> _EXERCISE DETAILS_: Up to and including the line that contains "pub type Method = Arc<dyn", repeat each line of the data exactly, starting from the first.

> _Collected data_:

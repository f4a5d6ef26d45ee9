//! The local object a bridge exposes to its remote side
//!
//! Methods are registered by name up front. An invocation for a name that
//! was never registered is answered with `INVALID_METHOD` without running
//! anything.

use bridge_codec::MethodError;
use bridge_types::Value;
use futures::future::{BoxFuture, FutureExt};
use serde::de::DeserializeOwned;
use serde::Serialize;
use std::any::Any;
use std::collections::HashMap;
use std::fmt;
use std::future::Future;
use std::panic::{self, AssertUnwindSafe};
use std::sync::Arc;

/// Future returned by a registered method
pub type MethodFuture = BoxFuture<'static, Result<Value, MethodError>>;

/// A registered method handler
pub type Method = Arc<dyn Fn(Vec<Value>) -> MethodFuture + Send + Sync>;

/// Name-to-handler table for the methods the remote side may call
#[derive(Clone, Default)]
pub struct LocalObject {
    methods: HashMap<String, Method>,
}

impl LocalObject {
    pub fn new() -> Self {
        Self::default()
    }

    /// Registers an asynchronous method taking the raw argument list
    ///
    /// Registering a name twice replaces the earlier handler.
    pub fn method<F, Fut>(mut self, name: impl Into<String>, handler: F) -> Self
    where
        F: Fn(Vec<Value>) -> Fut + Send + Sync + 'static,
        Fut: Future<Output = Result<Value, MethodError>> + Send + 'static,
    {
        self.methods
            .insert(name.into(), Arc::new(move |args| handler(args).boxed()));
        self
    }

    /// Registers a method that completes synchronously
    pub fn sync_method<F>(self, name: impl Into<String>, handler: F) -> Self
    where
        F: Fn(Vec<Value>) -> Result<Value, MethodError> + Send + Sync + 'static,
    {
        self.method(name, move |args| futures::future::ready(handler(args)))
    }

    /// Registers a method with typed arguments and return value
    ///
    /// The argument list is decoded as `A` (usually a tuple). A list that
    /// does not fit fails as a `TypeError`; a return value that cannot be
    /// encoded fails as [`MethodError::InvalidReturn`].
    pub fn typed_method<A, R, F, Fut>(self, name: impl Into<String>, handler: F) -> Self
    where
        A: DeserializeOwned + Send + 'static,
        R: Serialize + 'static,
        F: Fn(A) -> Fut + Send + Sync + 'static,
        Fut: Future<Output = Result<R, MethodError>> + Send + 'static,
    {
        let handler = Arc::new(handler);
        self.method(name, move |args| {
            let handler = handler.clone();
            async move {
                let args: A = decode_args(args)?;
                let result = handler(args).await?;
                serde_json::to_value(result)
                    .map_err(|err| MethodError::InvalidReturn(err.to_string()))
            }
        })
    }

    pub fn get(&self, name: &str) -> Option<Method> {
        self.methods.get(name).cloned()
    }

    pub fn contains(&self, name: &str) -> bool {
        self.methods.contains_key(name)
    }

    /// Registered method names, sorted
    pub fn names(&self) -> Vec<&str> {
        let mut names: Vec<&str> = self.methods.keys().map(String::as_str).collect();
        names.sort_unstable();
        names
    }

    pub fn len(&self) -> usize {
        self.methods.len()
    }

    pub fn is_empty(&self) -> bool {
        self.methods.is_empty()
    }
}

impl fmt::Debug for LocalObject {
    fn fmt(&self, f: &mut fmt::Formatter<'_>) -> fmt::Result {
        f.debug_struct("LocalObject")
            .field("methods", &self.names())
            .finish()
    }
}

fn decode_args<A: DeserializeOwned>(args: Vec<Value>) -> Result<A, MethodError> {
    let empty = args.is_empty();
    match serde_json::from_value(Value::Array(args)) {
        Ok(decoded) => Ok(decoded),
        // `()` only decodes from null
        Err(_) if empty => serde_json::from_value(Value::Null).map_err(type_error),
        Err(err) => Err(type_error(err)),
    }
}

fn type_error(err: serde_json::Error) -> MethodError {
    MethodError::named("TypeError", format!("invalid arguments: {}", err))
}

/// Runs a method to completion, turning a panic into a `Panic` failure
pub(crate) async fn run_method(method: Method, args: Vec<Value>) -> Result<Value, MethodError> {
    let future = match panic::catch_unwind(AssertUnwindSafe(|| method(args))) {
        Ok(future) => future,
        Err(payload) => return Err(panic_error(payload)),
    };

    match AssertUnwindSafe(future).catch_unwind().await {
        Ok(outcome) => outcome,
        Err(payload) => Err(panic_error(payload)),
    }
}

fn panic_error(payload: Box<dyn Any + Send>) -> MethodError {
    MethodError::named("Panic", panic_message(payload.as_ref()))
}

pub(crate) fn panic_message(payload: &(dyn Any + Send)) -> String {
    if let Some(message) = payload.downcast_ref::<&str>() {
        message.to_string()
    } else if let Some(message) = payload.downcast_ref::<String>() {
        message.clone()
    } else {
        "unknown panic".to_string()
    }
}
//! Bridge engine: inbound dispatch, outbound calls and their timeouts

use crate::config::{BridgeConfig, Observers};
use crate::local::{panic_message, run_method, LocalObject};
use crate::proxy::{PendingReply, RemoteProxy};
use crate::table::{CorrelationTable, PendingCall};
use crate::{BridgeError, Channel, RemoteError};
use bridge_codec::{
    decode, describe_error, encode_error, encode_invocation, encode_success, CodecError, Envelope,
    Invocation,
};
use bridge_types::{BridgeId, CallKey, ErrorCode, Value};
use futures::FutureExt;
use std::panic::{self, AssertUnwindSafe};
use std::sync::{Arc, Mutex, MutexGuard, PoisonError};
use std::time::Duration;
use tokio::runtime::Handle;
use tokio::sync::oneshot;
use tracing::{debug, trace, warn};

/// A bridge wired to one channel
///
/// Exposes a [`LocalObject`] to the remote side and hands out
/// [`RemoteProxy`] handles for calling the remote side's methods.
pub struct Bridge {
    inner: Arc<BridgeInner>,
}

impl Bridge {
    pub fn builder(channel: impl Channel) -> BridgeBuilder {
        BridgeBuilder::new(channel)
    }

    pub fn id(&self) -> BridgeId {
        self.inner.id
    }

    /// Returns a handle for calling methods on the remote side
    pub fn remote(&self) -> RemoteProxy {
        RemoteProxy::new(self.inner.clone())
    }

    pub fn local(&self) -> &LocalObject {
        &self.inner.local
    }

    pub fn config(&self) -> &BridgeConfig {
        &self.inner.config
    }

    /// Number of outbound calls still waiting for a reply
    pub fn pending_calls(&self) -> usize {
        self.inner.table().len()
    }
}

impl std::fmt::Debug for Bridge {
    fn fmt(&self, f: &mut std::fmt::Formatter<'_>) -> std::fmt::Result {
        f.debug_struct("Bridge")
            .field("id", &self.inner.id)
            .field("local", &self.inner.local)
            .field("config", &self.inner.config)
            .field("pending_calls", &self.pending_calls())
            .finish()
    }
}

/// Collects everything a bridge is fixed with at construction
pub struct BridgeBuilder {
    channel: Box<dyn Channel>,
    local: LocalObject,
    config: BridgeConfig,
    observers: Observers,
    runtime: Option<Handle>,
}

impl BridgeBuilder {
    pub fn new(channel: impl Channel) -> Self {
        Self {
            channel: Box::new(channel),
            local: LocalObject::new(),
            config: BridgeConfig::default(),
            observers: Observers::new(),
            runtime: None,
        }
    }

    /// Sets the object whose methods the remote side may call
    pub fn local(mut self, local: LocalObject) -> Self {
        self.local = local;
        self
    }

    pub fn config(mut self, config: BridgeConfig) -> Self {
        self.config = config;
        self
    }

    pub fn timeout(mut self, timeout: Duration) -> Self {
        self.config = self.config.with_timeout(timeout);
        self
    }

    /// Runtime used for local method tasks and timeout timers
    ///
    /// Defaults to the runtime `build` is called from.
    pub fn runtime(mut self, runtime: Handle) -> Self {
        self.runtime = Some(runtime);
        self
    }

    pub fn observers(mut self, observers: Observers) -> Self {
        self.observers = observers;
        self
    }

    pub fn on_remote_invoke_local(
        mut self,
        observer: impl Fn(&str, &[Value]) + Send + Sync + 'static,
    ) -> Self {
        self.observers = self.observers.on_remote_invoke_local(observer);
        self
    }

    pub fn on_local_invoke_remote(
        mut self,
        observer: impl Fn(&str, &[Value]) + Send + Sync + 'static,
    ) -> Self {
        self.observers = self.observers.on_local_invoke_remote(observer);
        self
    }

    pub fn on_remote_error(
        mut self,
        observer: impl Fn(&str, &[Value], ErrorCode, &str) + Send + Sync + 'static,
    ) -> Self {
        self.observers = self.observers.on_remote_error(observer);
        self
    }

    pub fn on_unexpected_error(
        mut self,
        observer: impl Fn(&BridgeError) + Send + Sync + 'static,
    ) -> Self {
        self.observers = self.observers.on_unexpected_error(observer);
        self
    }

    /// Builds the bridge and registers its listener on the channel
    pub fn build(self) -> Result<Bridge, BridgeError> {
        let runtime = match self.runtime {
            Some(runtime) => runtime,
            None => Handle::try_current().map_err(|_| BridgeError::NoRuntime)?,
        };

        let inner = Arc::new(BridgeInner {
            id: BridgeId::new(),
            channel: self.channel,
            local: self.local,
            table: Mutex::new(CorrelationTable::new()),
            config: self.config,
            observers: self.observers,
            runtime,
        });

        // The channel is owned by the engine, so the listener must not keep it alive.
        let weak = Arc::downgrade(&inner);
        inner.channel.register_listener(Box::new(move |message| {
            if let Some(inner) = weak.upgrade() {
                inner.on_message(message);
            }
        }));

        debug!(
            bridge = %inner.id,
            methods = ?inner.local.names(),
            timeout_ms = inner.config.timeout_ms,
            "bridge ready"
        );
        Ok(Bridge { inner })
    }
}

pub(crate) struct BridgeInner {
    id: BridgeId,
    channel: Box<dyn Channel>,
    local: LocalObject,
    table: Mutex<CorrelationTable>,
    config: BridgeConfig,
    observers: Observers,
    runtime: Handle,
}

impl BridgeInner {
    fn table(&self) -> MutexGuard<'_, CorrelationTable> {
        self.table.lock().unwrap_or_else(PoisonError::into_inner)
    }

    /// Listener entry point; never unwinds into the transport
    fn on_message(self: &Arc<Self>, message: String) {
        if let Err(payload) = panic::catch_unwind(AssertUnwindSafe(|| self.dispatch(&message))) {
            self.report_unexpected(BridgeError::DispatchPanic(panic_message(payload.as_ref())));
        }
    }

    fn dispatch(self: &Arc<Self>, message: &str) {
        match decode(message) {
            Ok(None) => trace!(bridge = %self.id, "ignoring message without bridge prefix"),
            Ok(Some(Envelope::Success(reply))) => self.settle_success(reply.key, reply.result),
            Ok(Some(Envelope::Error(reply))) => {
                self.settle_failure(reply.key, reply.error_code, &reply.error_message)
            }
            Ok(Some(Envelope::Invocation(invocation))) => self.spawn_invocation(invocation),
            Err(err) => self.report_unexpected(err.into()),
        }
    }

    fn settle_success(&self, key: CallKey, result: Value) {
        if self.table().resolve(key, result) {
            trace!(bridge = %self.id, key = key.get(), "call resolved");
        } else {
            debug!(bridge = %self.id, key = key.get(), "ignoring reply for a settled call");
        }
    }

    fn settle_failure(&self, key: CallKey, code: ErrorCode, message: &str) {
        let entry = self.table().take(key);
        match entry {
            Some(entry) => {
                debug!(
                    bridge = %self.id,
                    key = key.get(),
                    method = %entry.method,
                    %code,
                    reason = message,
                    "call rejected"
                );
                self.observers
                    .remote_error(&entry.method, &entry.args, code, message);
                entry.reject(code, message);
            }
            None => debug!(
                bridge = %self.id,
                key = key.get(),
                %code,
                "ignoring failure for a settled call"
            ),
        }
    }

    fn spawn_invocation(self: &Arc<Self>, invocation: Invocation) {
        let inner = self.clone();
        self.runtime.spawn(async move {
            let outcome = AssertUnwindSafe(inner.execute_invocation(invocation))
                .catch_unwind()
                .await;
            if let Err(payload) = outcome {
                inner.report_unexpected(BridgeError::DispatchPanic(panic_message(
                    payload.as_ref(),
                )));
            }
        });
    }

    async fn execute_invocation(&self, invocation: Invocation) {
        let Invocation { method, args, key } = invocation;

        let reply = match self.local.get(&method) {
            None => {
                debug!(bridge = %self.id, key = key.get(), %method, "no such local method");
                encode_error(
                    ErrorCode::InvalidMethod,
                    &format!("Invalid method {}", method),
                    key,
                )
            }
            Some(handler) => {
                trace!(bridge = %self.id, key = key.get(), %method, "running local method");
                self.observers.remote_invoked_local(&method, &args);
                match run_method(handler, args).await {
                    Ok(result) => encode_success(&result, key).or_else(|err| {
                        encode_error(ErrorCode::InvalidReturn, &err.to_string(), key)
                    }),
                    Err(err) => encode_error(err.error_code(), &describe_error(&err), key),
                }
            }
        };

        match reply {
            Ok(message) => self.send_reply(key, message),
            Err(err) => self.report_unexpected(err.into()),
        }
    }

    fn send_reply(&self, key: CallKey, message: String) {
        if let Err(err) = self.channel.send(message) {
            warn!(bridge = %self.id, key = key.get(), error = %err, "failed to send reply");
            self.report_unexpected(err.into());
        }
    }

    /// Starts an outbound call: everything but the wait happens here
    pub(crate) fn start_call(
        self: &Arc<Self>,
        method: &str,
        args: Result<Vec<Value>, CodecError>,
    ) -> PendingReply {
        let key = self.table().allocate_key();

        let args = match args {
            Ok(args) => args,
            Err(err) => return self.refuse_call(key, method, &[], err.to_string()),
        };
        let message = match encode_invocation(method, &args, key) {
            Ok(message) => message,
            Err(err) => return self.refuse_call(key, method, &args, err.to_string()),
        };

        self.observers.local_invoked_remote(method, &args);

        // Register before sending so a fast reply always finds its entry.
        let (reply_tx, reply_rx) = oneshot::channel();
        let registered = self
            .table()
            .register(key, PendingCall::new(method, args, reply_tx));
        if let Err(err) = registered {
            let message = err.to_string();
            self.report_unexpected(err);
            return PendingReply::failed(
                key,
                RemoteError::new(ErrorCode::RemoteRuntimeError, message),
            );
        }

        trace!(bridge = %self.id, key = key.get(), %method, "sending invocation");
        if let Err(err) = self.channel.send(message) {
            warn!(bridge = %self.id, key = key.get(), %method, error = %err, "failed to send invocation");
            self.settle_failure(key, ErrorCode::InvalidArgs, &err.to_string());
            return PendingReply::waiting(key, reply_rx);
        }

        self.start_timer(key);
        PendingReply::waiting(key, reply_rx)
    }

    fn refuse_call(
        &self,
        key: CallKey,
        method: &str,
        args: &[Value],
        message: String,
    ) -> PendingReply {
        warn!(bridge = %self.id, key = key.get(), %method, reason = %message, "call not sent");
        self.observers
            .remote_error(method, args, ErrorCode::InvalidArgs, &message);
        PendingReply::failed(key, RemoteError::new(ErrorCode::InvalidArgs, message))
    }

    fn start_timer(self: &Arc<Self>, key: CallKey) {
        let timeout = self.config.timeout();
        let weak = Arc::downgrade(self);
        let timer = self.runtime.spawn(async move {
            tokio::time::sleep(timeout).await;
            if let Some(inner) = weak.upgrade() {
                inner.settle_failure(
                    key,
                    ErrorCode::RemoteTimeout,
                    &format!("Remote timeout after {} ms", timeout.as_millis()),
                );
            }
        });
        self.table().attach_timer(key, timer.abort_handle());
    }

    fn report_unexpected(&self, error: BridgeError) {
        warn!(bridge = %self.id, %error, "unexpected bridge error");
        self.observers.unexpected_error(&error);
    }
}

> _COMPLETED TASK_:
repository f4a5d6ef26d45ee9
//! The local object a bridge exposes to its remote side
//!
//! Methods are registered by name up front. An invocation for a name that
//! was never registered is answered with `INVALID_METHOD` without running
//! anything.

use bridge_codec::MethodError;
use bridge_types::Value;
use futures::future::{BoxFuture, FutureExt};
use serde::de::DeserializeOwned;
use serde::Serialize;
use std::any::Any;
use std::collections::HashMap;
use std::fmt;
use std::future::Future;
use std::panic::{self, AssertUnwindSafe};
use std::sync::Arc;

/// Future returned by a registered method
pub type MethodFuture = BoxFuture<'static, Result<Value, MethodError>>;

/// A registered method handler
pub type Method = Arc<dyn Fn(Vec<Value>) -> MethodFuture + Send + Sync>;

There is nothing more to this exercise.